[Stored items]
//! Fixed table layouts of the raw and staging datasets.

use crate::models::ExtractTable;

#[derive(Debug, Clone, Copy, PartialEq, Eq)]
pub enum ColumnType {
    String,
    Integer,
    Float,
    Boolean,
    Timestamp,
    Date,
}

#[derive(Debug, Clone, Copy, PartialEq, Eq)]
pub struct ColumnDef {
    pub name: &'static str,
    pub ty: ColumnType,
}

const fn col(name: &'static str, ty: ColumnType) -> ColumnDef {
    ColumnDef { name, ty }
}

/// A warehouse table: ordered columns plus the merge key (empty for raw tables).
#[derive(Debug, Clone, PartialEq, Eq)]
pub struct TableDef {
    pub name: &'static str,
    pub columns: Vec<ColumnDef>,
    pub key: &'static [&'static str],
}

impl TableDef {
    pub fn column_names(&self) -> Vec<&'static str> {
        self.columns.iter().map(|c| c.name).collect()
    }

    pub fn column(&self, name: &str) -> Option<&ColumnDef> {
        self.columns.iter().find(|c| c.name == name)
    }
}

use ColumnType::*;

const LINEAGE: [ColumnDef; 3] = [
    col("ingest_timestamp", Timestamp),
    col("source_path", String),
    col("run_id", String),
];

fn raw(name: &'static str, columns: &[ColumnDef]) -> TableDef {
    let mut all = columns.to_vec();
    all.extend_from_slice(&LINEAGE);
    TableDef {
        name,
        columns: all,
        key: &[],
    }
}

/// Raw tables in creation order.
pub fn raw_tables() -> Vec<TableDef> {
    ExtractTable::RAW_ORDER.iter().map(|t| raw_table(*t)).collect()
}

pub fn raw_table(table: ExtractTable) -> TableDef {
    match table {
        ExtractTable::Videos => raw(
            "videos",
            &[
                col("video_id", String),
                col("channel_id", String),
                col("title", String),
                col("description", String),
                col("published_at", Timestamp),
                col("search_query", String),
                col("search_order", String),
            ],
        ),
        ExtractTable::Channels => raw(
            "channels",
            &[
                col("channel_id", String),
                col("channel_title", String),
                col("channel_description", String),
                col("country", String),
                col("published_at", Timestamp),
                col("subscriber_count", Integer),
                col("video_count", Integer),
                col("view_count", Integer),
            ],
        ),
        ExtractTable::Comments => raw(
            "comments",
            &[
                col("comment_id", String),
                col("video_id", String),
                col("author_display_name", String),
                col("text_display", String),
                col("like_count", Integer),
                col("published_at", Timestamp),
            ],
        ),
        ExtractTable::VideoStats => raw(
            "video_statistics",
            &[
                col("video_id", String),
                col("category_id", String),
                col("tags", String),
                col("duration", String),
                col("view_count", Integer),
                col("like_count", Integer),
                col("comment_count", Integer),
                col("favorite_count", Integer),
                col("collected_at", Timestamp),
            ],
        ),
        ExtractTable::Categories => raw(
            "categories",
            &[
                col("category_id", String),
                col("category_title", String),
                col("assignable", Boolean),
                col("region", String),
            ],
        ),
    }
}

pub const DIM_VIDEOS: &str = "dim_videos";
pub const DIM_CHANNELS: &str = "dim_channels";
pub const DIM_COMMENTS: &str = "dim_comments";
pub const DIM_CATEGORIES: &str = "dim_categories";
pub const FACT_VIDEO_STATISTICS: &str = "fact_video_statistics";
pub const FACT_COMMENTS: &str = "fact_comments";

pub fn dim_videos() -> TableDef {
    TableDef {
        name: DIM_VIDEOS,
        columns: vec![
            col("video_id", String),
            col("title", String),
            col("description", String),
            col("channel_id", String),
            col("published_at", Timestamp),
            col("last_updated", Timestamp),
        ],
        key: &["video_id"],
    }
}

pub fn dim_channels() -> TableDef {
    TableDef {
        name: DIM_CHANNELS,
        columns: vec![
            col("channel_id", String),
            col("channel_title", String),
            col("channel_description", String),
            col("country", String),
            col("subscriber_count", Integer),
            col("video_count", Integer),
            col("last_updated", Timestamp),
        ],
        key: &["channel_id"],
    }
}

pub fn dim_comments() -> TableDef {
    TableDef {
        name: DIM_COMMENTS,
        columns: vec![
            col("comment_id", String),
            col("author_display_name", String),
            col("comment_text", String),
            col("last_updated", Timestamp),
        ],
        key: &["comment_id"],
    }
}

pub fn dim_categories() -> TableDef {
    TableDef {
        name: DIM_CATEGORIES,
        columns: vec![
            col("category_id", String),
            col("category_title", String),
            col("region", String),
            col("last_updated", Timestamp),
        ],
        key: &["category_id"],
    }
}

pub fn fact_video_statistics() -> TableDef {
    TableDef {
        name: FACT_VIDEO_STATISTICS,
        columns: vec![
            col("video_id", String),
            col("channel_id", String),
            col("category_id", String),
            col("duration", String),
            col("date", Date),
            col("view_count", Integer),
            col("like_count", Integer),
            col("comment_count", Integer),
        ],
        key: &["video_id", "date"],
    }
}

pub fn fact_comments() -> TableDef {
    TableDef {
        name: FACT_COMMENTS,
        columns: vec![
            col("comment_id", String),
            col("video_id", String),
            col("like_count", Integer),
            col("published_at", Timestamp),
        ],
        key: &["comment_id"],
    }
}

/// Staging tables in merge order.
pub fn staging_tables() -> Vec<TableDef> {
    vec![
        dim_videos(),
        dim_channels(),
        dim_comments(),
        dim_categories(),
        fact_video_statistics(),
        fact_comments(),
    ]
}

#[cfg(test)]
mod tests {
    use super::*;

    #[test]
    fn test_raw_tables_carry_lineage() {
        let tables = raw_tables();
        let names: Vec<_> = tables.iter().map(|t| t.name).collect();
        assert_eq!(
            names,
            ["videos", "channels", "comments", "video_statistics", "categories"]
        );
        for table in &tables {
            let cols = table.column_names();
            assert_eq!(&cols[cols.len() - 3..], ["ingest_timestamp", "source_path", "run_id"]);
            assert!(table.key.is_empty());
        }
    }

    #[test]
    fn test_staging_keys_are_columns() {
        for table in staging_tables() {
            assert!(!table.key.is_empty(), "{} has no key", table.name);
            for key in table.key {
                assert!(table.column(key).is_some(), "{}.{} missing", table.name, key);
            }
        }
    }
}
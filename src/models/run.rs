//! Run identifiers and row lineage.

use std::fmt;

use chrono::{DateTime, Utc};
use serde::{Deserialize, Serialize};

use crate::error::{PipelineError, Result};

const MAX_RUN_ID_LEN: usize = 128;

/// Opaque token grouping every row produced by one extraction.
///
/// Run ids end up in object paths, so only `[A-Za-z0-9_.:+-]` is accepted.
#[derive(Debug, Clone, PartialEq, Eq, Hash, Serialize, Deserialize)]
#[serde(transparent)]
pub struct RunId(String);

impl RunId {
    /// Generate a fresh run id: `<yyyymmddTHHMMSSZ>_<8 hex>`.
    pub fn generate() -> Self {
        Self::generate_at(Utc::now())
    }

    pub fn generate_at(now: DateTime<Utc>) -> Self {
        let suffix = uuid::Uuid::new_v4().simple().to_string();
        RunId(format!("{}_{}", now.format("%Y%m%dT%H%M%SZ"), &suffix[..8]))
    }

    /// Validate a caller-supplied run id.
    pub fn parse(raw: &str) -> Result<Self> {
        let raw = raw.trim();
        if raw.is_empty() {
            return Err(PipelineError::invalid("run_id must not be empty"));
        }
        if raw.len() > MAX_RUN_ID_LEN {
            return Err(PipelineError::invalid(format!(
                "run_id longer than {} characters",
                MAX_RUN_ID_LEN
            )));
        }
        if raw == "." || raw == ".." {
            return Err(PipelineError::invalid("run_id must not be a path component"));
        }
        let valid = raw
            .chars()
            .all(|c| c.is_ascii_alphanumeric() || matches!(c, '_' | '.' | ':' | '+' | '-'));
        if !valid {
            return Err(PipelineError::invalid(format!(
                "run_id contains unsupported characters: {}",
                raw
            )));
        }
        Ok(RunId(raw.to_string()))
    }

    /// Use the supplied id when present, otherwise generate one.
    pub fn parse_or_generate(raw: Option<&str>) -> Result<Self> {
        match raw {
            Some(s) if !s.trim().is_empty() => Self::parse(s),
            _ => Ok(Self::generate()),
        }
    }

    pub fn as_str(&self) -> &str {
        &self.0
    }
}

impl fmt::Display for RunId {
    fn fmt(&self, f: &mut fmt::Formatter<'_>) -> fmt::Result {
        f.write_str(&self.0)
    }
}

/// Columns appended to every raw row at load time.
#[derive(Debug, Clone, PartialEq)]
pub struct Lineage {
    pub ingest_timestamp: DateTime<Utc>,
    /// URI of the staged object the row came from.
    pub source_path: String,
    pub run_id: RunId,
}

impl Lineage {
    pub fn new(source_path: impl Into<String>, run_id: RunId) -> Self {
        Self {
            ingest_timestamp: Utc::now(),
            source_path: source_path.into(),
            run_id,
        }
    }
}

Your goal - In the entries above, identify each line that includes the string "PipelineError", then copy it.

Result of the exercise -
use crate::error::{PipelineError, Result};
            return Err(PipelineError::invalid("run_id must not be empty"));
            return Err(PipelineError::invalid(format!(
            return Err(PipelineError::invalid("run_id must not be a path component"));
            return Err(PipelineError::invalid(format!(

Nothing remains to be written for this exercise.